-------- GIVEN RECORDS --------
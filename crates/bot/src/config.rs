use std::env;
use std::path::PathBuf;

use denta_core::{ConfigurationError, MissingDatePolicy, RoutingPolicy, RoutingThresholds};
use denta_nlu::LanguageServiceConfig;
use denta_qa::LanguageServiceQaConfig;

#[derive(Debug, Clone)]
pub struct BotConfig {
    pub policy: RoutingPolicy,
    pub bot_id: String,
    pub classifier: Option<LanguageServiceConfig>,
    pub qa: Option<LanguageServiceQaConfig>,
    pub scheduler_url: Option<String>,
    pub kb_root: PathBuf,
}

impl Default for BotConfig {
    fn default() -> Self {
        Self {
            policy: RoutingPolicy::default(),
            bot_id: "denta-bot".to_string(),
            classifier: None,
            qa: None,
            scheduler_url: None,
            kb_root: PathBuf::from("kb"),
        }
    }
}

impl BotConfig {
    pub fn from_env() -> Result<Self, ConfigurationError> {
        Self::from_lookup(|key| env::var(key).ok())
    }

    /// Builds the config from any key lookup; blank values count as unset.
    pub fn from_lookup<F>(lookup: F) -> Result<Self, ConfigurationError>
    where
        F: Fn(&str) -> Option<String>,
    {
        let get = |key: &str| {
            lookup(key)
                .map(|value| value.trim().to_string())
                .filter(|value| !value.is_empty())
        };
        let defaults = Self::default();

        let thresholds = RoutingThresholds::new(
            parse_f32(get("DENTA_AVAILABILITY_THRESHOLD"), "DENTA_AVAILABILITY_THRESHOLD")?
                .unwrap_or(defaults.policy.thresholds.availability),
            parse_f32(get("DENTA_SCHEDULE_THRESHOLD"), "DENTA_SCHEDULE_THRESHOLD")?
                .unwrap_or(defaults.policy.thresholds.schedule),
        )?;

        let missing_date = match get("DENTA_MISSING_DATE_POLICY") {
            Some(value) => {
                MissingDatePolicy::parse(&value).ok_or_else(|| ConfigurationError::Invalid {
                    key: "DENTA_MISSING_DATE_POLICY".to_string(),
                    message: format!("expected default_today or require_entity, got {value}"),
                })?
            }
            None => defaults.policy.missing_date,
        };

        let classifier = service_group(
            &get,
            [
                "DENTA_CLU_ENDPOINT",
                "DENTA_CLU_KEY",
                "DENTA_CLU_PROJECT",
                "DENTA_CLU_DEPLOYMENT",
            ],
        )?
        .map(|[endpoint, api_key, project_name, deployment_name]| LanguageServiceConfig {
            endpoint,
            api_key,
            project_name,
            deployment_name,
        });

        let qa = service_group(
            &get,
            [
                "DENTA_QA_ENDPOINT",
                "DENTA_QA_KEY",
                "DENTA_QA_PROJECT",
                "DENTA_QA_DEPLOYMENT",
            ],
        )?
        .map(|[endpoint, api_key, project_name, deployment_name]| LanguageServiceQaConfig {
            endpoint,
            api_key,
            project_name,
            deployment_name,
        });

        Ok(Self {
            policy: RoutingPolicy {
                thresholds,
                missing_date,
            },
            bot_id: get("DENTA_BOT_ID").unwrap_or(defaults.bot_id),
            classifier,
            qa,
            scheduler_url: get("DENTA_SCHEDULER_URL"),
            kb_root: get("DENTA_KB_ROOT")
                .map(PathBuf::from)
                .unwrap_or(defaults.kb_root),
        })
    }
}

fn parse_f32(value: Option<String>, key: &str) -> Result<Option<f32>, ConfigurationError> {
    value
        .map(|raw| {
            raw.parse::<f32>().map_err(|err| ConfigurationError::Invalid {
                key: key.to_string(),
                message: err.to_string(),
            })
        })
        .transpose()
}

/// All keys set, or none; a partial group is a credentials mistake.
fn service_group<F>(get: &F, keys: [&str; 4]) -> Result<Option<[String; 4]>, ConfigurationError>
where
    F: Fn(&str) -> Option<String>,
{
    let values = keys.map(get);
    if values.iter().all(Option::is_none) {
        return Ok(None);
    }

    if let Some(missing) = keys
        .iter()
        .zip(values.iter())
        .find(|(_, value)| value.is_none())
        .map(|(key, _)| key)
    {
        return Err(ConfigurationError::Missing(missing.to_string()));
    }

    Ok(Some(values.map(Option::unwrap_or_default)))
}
--------
== DIRECTIONS ==
Restate each line of the records above without any deviation.

== RESPONSE ==
filename crates/bot/src/config.rs
use std::env;
use std::path::PathBuf;

use denta_core::{ConfigurationError, MissingDatePolicy, RoutingPolicy, RoutingThresholds};
use denta_nlu::LanguageServiceConfig;
use denta_qa::LanguageServiceQaConfig;

#[derive(Debug, Clone)]
pub struct BotConfig {
    pub policy: RoutingPolicy,
    pub bot_id: String,
    pub classifier: Option<LanguageServiceConfig>,
    pub qa: Option<LanguageServiceQaConfig>,
    pub scheduler_url: Option<String>,
    pub kb_root: PathBuf,
}

impl Default for BotConfig {
    fn default() -> Self {
        Self {
            policy: RoutingPolicy::default(),
            bot_id: "denta-bot".to_string(),
            classifier: None,
            qa: None,
            scheduler_url: None,
            kb_root: PathBuf::from("kb"),
        }
    }
}

impl BotConfig {
    pub fn from_env() -> Result<Self, ConfigurationError> {
        Self::from_lookup(|key| env::var(key).ok())
    }

    /// Builds the config from any key lookup; blank values count as unset.
    pub fn from_lookup<F>(lookup: F) -> Result<Self, ConfigurationError>
    where
        F: Fn(&str) -> Option<String>,
    {
        let get = |key: &str| {
            lookup(key)
                .map(|value| value.trim().to_string())
                .filter(|value| !value.is_empty())
        };
        let defaults = Self::default();

        let thresholds = RoutingThresholds::new(
            parse_f32(get("DENTA_AVAILABILITY_THRESHOLD"), "DENTA_AVAILABILITY_THRESHOLD")?
                .unwrap_or(defaults.policy.thresholds.availability),
            parse_f32(get("DENTA_SCHEDULE_THRESHOLD"), "DENTA_SCHEDULE_THRESHOLD")?
                .unwrap_or(defaults.policy.thresholds.schedule),
        )?;

        let missing_date = match get("DENTA_MISSING_DATE_POLICY") {
            Some(value) => {
                MissingDatePolicy::parse(&value).ok_or_else(|| ConfigurationError::Invalid {
                    key: "DENTA_MISSING_DATE_POLICY".to_string(),
                    message: format!("expected default_today or require_entity, got {value}"),
                })?
            }
            None => defaults.policy.missing_date,
        };

        let classifier = service_group(
            &get,
            [
                "DENTA_CLU_ENDPOINT",
                "DENTA_CLU_KEY",
                "DENTA_CLU_PROJECT",
                "DENTA_CLU_DEPLOYMENT",
            ],
        )?
        .map(|[endpoint, api_key, project_name, deployment_name]| LanguageServiceConfig {
            endpoint,
            api_key,
            project_name,
            deployment_name,
        });

        let qa = service_group(
            &get,
            [
                "DENTA_QA_ENDPOINT",
                "DENTA_QA_KEY",
                "DENTA_QA_PROJECT",
                "DENTA_QA_DEPLOYMENT",
            ],
        )?
        .map(|[endpoint, api_key, project_name, deployment_name]| LanguageServiceQaConfig {
            endpoint,
            api_key,
            project_name,
            deployment_name,
        });

        Ok(Self {
            policy: RoutingPolicy {
                thresholds,
                missing_date,
            },
            bot_id: get("DENTA_BOT_ID").unwrap_or(defaults.bot_id),
            classifier,
            qa,
            scheduler_url: get("DENTA_SCHEDULER_URL"),
            kb_root: get("DENTA_KB_ROOT")
                .map(PathBuf::from)
                .unwrap_or(defaults.kb_root),
        })
    }
}

fn parse_f32(value: Option<String>, key: &str) -> Result<Option<f32>, ConfigurationError> {
    value
        .map(|raw| {
            raw.parse::<f32>().map_err(|err| ConfigurationError::Invalid {
                key: key.to_string(),
                message: err.to_string(),
            })
        })
        .transpose()
}

/// All keys set, or none; a partial group is a credentials mistake.
fn service_group<F>(get: &F, keys: [&str; 4]) -> Result<Option<[String; 4]>, ConfigurationError>
where
    F: Fn(&str) -> Option<String>,
{
    let values = keys.map(get);
    if values.iter().all(Option::is_none) {
        return Ok(None);
    }

    if let Some(missing) = keys
        .iter()
        .zip(values.iter())
        .find(|(_, value)| value.is_none())
        .map(|(key, _)| key)
    {
        return Err(ConfigurationError::Missing(missing.to_string()));
    }

    Ok(Some(values.map(Option::unwrap_or_default)))
}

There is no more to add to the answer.